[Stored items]
┄┄┄┄┄┄┄┄┄┄
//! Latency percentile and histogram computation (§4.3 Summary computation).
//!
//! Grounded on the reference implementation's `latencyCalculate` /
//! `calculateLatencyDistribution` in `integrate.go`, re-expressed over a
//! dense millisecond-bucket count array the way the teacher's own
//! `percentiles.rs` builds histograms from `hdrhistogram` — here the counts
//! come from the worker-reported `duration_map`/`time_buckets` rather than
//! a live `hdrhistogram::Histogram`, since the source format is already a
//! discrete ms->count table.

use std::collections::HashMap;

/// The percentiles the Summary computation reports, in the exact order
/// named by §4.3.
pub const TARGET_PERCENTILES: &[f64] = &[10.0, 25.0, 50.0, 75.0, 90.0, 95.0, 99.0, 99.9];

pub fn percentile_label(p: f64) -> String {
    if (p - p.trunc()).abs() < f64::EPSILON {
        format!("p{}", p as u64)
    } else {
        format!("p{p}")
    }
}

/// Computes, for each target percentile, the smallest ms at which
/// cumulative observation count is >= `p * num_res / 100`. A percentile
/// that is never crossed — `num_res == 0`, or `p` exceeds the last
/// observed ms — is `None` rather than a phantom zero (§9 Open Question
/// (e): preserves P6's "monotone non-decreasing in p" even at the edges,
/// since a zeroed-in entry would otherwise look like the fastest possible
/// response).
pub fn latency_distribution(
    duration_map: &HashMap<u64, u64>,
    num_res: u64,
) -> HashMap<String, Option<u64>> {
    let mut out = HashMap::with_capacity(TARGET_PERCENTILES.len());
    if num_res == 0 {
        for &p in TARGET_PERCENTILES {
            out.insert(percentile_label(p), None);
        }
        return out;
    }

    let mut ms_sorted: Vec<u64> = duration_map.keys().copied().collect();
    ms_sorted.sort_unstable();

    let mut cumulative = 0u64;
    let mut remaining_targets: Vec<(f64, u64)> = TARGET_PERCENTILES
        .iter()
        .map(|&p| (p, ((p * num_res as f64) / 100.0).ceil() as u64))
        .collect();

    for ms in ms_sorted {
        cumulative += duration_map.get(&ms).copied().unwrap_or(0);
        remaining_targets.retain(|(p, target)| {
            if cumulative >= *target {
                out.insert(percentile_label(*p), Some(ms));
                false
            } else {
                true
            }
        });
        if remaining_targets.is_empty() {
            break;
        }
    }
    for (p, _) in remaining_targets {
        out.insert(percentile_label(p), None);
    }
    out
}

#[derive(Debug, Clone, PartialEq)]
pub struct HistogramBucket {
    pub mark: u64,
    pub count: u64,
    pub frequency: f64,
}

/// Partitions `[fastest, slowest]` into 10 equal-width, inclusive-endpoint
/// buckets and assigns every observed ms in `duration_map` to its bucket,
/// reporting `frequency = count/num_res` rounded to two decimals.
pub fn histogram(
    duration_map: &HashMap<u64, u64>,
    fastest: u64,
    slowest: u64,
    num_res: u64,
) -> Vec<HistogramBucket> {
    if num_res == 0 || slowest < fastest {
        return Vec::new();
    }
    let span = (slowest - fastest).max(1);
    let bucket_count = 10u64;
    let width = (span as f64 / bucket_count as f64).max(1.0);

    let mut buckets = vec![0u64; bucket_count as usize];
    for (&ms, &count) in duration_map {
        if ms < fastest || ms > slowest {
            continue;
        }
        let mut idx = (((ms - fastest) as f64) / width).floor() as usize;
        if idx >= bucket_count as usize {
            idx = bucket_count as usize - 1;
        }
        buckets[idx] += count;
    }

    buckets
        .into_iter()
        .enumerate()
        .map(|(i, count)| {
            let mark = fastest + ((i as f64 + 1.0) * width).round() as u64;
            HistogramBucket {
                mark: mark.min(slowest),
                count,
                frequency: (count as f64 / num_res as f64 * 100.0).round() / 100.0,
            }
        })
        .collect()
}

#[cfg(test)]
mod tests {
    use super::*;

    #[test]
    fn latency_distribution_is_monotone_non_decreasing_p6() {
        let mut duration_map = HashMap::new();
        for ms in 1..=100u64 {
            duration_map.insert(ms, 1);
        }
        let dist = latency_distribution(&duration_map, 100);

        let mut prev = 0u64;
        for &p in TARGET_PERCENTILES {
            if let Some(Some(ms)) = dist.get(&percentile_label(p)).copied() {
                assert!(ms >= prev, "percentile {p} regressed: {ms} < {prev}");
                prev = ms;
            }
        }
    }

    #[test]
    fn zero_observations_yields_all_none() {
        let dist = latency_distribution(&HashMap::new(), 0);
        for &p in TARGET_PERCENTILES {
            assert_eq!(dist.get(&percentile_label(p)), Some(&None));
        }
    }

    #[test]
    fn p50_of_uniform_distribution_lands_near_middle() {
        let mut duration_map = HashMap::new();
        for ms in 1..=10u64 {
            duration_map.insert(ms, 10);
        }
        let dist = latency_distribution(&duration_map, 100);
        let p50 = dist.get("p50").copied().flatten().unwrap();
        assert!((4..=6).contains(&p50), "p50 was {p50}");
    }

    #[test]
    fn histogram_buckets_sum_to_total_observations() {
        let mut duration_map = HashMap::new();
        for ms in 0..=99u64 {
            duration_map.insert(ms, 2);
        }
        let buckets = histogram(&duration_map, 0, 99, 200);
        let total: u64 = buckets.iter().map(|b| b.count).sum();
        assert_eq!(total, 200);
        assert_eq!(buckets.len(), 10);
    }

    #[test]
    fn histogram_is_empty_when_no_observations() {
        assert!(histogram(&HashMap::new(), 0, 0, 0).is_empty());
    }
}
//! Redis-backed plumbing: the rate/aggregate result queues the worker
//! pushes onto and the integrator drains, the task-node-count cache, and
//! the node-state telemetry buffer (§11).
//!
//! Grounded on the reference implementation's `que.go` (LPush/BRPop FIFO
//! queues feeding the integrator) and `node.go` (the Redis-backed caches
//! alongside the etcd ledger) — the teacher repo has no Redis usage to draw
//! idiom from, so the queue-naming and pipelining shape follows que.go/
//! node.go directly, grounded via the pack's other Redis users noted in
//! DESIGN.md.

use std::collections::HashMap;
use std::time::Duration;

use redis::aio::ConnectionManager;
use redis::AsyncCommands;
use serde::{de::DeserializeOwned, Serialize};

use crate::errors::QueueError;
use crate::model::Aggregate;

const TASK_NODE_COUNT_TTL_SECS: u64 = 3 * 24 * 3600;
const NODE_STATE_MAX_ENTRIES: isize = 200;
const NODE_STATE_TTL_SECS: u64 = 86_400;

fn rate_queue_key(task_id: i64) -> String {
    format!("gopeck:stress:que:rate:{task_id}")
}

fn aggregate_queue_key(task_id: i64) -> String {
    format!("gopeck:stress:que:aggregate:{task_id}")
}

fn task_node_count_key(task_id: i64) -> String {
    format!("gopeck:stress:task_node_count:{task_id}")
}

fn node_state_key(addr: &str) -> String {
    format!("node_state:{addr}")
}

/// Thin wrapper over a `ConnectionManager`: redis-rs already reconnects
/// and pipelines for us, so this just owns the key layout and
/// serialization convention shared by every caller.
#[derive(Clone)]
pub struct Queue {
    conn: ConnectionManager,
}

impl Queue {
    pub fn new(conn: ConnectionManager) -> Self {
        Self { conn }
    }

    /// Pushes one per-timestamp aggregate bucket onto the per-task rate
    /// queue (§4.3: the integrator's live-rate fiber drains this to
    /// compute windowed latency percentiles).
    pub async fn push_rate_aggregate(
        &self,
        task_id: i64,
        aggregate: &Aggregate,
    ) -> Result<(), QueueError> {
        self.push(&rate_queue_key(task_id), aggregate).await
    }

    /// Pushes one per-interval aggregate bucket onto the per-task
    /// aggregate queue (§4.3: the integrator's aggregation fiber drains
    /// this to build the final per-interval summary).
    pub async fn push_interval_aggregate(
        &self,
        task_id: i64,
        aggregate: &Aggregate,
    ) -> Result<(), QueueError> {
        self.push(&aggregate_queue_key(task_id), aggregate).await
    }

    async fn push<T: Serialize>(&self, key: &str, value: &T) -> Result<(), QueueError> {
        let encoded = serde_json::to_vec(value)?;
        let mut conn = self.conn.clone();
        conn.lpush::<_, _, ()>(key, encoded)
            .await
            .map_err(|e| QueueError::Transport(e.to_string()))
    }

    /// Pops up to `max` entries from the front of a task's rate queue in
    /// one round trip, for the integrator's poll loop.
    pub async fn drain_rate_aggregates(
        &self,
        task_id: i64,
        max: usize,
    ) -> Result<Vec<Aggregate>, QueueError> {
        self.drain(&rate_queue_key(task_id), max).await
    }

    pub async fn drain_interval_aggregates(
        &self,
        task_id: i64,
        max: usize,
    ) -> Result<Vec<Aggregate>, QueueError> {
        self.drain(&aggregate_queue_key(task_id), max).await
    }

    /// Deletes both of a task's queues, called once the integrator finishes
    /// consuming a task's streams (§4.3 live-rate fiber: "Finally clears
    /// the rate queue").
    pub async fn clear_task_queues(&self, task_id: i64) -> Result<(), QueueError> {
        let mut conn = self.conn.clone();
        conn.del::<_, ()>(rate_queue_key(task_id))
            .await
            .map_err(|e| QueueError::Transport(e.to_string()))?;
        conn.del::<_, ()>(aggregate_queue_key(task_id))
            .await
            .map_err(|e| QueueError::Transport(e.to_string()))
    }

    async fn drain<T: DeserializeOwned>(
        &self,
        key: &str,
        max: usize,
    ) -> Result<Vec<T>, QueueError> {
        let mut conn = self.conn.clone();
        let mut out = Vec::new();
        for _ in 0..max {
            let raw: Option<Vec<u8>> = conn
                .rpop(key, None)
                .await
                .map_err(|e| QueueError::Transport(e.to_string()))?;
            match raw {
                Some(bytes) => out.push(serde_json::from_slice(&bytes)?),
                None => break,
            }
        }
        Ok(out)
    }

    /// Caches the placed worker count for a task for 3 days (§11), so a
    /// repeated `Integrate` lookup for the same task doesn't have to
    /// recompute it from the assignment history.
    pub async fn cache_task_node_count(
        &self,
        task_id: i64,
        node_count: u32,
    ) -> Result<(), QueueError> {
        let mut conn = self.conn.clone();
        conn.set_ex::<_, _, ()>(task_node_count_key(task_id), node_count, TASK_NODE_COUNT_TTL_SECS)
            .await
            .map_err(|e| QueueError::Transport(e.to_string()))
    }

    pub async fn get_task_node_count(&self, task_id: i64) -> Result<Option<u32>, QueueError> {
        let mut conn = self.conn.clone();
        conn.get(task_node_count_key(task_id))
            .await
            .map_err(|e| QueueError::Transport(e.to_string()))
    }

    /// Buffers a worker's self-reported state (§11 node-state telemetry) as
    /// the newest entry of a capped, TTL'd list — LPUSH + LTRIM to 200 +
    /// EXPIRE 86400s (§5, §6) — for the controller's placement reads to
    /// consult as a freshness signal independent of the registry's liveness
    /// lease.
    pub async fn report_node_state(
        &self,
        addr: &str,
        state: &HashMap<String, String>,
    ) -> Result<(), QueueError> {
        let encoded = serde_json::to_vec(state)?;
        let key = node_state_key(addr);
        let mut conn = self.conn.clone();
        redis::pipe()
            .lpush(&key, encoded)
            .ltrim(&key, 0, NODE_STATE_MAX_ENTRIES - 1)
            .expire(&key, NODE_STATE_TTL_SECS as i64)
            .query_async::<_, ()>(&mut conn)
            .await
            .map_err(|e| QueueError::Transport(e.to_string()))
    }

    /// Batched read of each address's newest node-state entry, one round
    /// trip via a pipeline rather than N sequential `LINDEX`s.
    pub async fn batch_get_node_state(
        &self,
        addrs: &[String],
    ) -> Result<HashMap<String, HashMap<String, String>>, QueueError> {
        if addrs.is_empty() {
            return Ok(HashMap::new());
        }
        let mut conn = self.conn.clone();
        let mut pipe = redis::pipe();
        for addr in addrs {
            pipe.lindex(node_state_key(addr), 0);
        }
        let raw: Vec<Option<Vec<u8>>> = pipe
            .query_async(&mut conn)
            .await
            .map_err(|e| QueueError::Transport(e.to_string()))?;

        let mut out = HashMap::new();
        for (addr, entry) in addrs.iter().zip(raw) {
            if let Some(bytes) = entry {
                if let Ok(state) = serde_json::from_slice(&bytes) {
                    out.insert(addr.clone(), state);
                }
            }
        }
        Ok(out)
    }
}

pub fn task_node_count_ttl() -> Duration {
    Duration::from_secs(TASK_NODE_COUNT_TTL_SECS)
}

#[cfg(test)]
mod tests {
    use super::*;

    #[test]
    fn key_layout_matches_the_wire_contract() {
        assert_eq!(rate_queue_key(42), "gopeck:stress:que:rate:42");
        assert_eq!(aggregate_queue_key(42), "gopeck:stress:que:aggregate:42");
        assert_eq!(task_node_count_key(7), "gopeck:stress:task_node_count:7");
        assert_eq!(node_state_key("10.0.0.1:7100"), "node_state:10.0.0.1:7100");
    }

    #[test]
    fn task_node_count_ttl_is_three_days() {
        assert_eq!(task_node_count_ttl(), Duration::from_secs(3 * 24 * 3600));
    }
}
┄┄┄┄┄┄┄┄┄┄
- **Brief**
Transcribe the entries above word for word, from the first line through the line containing "is already a", and nothing else.

- **Task answer**
//! Latency percentile and histogram computation (§4.3 Summary computation).
//!
//! Grounded on the reference implementation's `latencyCalculate` /
//! `calculateLatencyDistribution` in `integrate.go`, re-expressed over a
//! dense millisecond-bucket count array the way the teacher's own
//! `percentiles.rs` builds histograms from `hdrhistogram` — here the counts
//! come from the worker-reported `duration_map`/`time_buckets` rather than
//! a live `hdrhistogram::Histogram`, since the source format is already a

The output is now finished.